**YOUR GOAL**
If a line of the data below holds the string "Item", copy it.

BEGIN

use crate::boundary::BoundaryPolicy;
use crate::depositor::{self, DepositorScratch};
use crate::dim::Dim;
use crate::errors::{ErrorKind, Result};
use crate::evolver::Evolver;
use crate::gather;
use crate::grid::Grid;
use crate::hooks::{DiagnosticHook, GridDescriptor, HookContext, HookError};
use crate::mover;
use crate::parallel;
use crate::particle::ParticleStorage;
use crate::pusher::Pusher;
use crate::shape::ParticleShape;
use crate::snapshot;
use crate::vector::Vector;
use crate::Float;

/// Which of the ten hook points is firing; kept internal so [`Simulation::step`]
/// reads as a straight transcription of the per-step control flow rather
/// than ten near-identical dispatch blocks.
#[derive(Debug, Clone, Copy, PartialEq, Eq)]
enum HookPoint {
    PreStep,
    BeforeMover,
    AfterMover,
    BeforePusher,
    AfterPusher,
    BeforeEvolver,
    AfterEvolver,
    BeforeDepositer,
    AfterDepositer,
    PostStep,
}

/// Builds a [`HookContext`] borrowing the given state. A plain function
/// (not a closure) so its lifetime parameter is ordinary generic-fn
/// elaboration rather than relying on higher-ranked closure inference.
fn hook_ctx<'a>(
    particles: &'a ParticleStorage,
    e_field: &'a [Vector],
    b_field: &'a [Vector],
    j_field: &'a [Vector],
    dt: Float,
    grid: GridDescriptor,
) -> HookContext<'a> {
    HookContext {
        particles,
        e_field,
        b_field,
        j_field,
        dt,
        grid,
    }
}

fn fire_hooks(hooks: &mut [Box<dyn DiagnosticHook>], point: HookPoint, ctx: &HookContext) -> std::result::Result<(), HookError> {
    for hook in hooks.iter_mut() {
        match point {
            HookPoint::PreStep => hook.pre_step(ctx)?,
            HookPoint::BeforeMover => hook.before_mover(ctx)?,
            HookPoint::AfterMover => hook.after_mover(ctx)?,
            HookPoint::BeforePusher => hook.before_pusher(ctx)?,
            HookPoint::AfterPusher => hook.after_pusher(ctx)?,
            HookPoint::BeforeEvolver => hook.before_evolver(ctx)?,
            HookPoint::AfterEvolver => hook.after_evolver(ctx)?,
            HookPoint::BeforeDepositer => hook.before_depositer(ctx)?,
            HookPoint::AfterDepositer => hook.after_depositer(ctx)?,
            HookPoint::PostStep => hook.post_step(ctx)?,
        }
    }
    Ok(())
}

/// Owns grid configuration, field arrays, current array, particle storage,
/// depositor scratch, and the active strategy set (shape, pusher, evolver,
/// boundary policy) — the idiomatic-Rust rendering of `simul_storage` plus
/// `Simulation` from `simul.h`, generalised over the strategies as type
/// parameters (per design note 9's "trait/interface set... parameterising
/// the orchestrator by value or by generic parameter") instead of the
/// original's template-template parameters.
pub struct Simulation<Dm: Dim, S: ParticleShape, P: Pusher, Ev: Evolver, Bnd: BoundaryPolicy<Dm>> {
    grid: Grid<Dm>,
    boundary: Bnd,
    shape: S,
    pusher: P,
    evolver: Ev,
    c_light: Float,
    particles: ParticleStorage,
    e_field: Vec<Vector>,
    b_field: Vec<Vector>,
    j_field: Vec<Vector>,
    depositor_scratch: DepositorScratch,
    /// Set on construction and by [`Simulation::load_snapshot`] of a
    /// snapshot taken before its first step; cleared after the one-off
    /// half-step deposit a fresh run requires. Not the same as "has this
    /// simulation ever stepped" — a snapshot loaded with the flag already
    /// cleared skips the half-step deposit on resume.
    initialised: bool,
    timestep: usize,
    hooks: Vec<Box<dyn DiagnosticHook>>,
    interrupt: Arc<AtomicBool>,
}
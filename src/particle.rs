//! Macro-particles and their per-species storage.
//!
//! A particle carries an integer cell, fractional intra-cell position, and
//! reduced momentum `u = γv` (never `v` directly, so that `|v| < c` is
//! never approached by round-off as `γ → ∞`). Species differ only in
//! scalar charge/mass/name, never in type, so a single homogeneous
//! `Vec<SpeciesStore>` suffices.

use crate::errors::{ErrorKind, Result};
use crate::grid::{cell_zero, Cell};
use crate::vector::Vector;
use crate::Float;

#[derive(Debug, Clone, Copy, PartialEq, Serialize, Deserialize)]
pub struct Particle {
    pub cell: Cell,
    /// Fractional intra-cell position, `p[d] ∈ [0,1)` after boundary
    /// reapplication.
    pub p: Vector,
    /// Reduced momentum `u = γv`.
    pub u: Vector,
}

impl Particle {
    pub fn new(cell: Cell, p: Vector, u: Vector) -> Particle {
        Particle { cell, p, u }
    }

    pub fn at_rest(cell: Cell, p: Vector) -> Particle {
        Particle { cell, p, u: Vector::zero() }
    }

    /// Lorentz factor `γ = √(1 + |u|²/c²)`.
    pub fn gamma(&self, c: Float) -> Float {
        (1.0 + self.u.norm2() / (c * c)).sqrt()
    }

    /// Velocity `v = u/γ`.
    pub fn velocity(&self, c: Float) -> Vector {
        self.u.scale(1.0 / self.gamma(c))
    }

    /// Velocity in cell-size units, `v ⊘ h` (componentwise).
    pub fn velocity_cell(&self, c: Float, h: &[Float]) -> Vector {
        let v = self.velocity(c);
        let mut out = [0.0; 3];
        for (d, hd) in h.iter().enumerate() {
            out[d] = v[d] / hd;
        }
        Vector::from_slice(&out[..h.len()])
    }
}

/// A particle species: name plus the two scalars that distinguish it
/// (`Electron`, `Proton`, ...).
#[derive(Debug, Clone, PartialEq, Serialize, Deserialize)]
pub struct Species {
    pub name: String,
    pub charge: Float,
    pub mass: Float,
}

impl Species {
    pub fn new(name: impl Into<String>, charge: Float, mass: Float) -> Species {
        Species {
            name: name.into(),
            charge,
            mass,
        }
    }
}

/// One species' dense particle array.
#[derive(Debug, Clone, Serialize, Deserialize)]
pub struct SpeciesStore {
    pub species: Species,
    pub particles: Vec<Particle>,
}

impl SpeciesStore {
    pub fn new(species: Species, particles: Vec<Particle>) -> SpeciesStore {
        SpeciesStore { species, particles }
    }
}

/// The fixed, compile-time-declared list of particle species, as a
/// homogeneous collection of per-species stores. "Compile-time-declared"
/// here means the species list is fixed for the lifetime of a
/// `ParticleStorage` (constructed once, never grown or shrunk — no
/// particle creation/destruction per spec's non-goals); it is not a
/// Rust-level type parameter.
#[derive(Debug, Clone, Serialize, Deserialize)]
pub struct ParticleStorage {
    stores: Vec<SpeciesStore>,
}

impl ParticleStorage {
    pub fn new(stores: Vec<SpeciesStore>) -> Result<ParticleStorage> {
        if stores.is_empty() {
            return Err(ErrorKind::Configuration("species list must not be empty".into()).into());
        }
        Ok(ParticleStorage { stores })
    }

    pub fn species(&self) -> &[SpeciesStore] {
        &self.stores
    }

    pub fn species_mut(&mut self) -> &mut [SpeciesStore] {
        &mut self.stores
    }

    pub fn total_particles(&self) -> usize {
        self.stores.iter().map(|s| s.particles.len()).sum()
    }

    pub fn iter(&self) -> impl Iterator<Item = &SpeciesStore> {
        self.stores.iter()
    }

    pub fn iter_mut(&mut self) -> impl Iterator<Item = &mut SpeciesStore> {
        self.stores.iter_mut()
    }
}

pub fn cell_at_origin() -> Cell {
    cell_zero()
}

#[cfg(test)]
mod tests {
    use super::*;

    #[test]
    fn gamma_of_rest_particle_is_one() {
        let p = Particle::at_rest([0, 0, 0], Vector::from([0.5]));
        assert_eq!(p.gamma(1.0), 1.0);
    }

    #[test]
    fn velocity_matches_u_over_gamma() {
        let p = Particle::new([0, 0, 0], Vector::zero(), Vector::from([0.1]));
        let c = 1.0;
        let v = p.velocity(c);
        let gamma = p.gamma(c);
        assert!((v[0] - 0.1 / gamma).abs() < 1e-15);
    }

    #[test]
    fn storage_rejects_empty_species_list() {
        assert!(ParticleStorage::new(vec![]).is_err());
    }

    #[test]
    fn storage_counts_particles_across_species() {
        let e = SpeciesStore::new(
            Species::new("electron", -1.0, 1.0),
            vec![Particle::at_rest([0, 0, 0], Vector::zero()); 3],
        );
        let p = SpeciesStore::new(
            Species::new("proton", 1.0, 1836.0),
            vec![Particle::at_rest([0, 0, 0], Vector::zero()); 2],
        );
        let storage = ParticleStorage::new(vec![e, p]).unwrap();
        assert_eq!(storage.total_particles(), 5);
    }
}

END

**ANSWER SECTION**
    pub fn iter(&self) -> impl Iterator<Item = &SpeciesStore> {
    pub fn iter_mut(&mut self) -> impl Iterator<Item = &mut SpeciesStore> {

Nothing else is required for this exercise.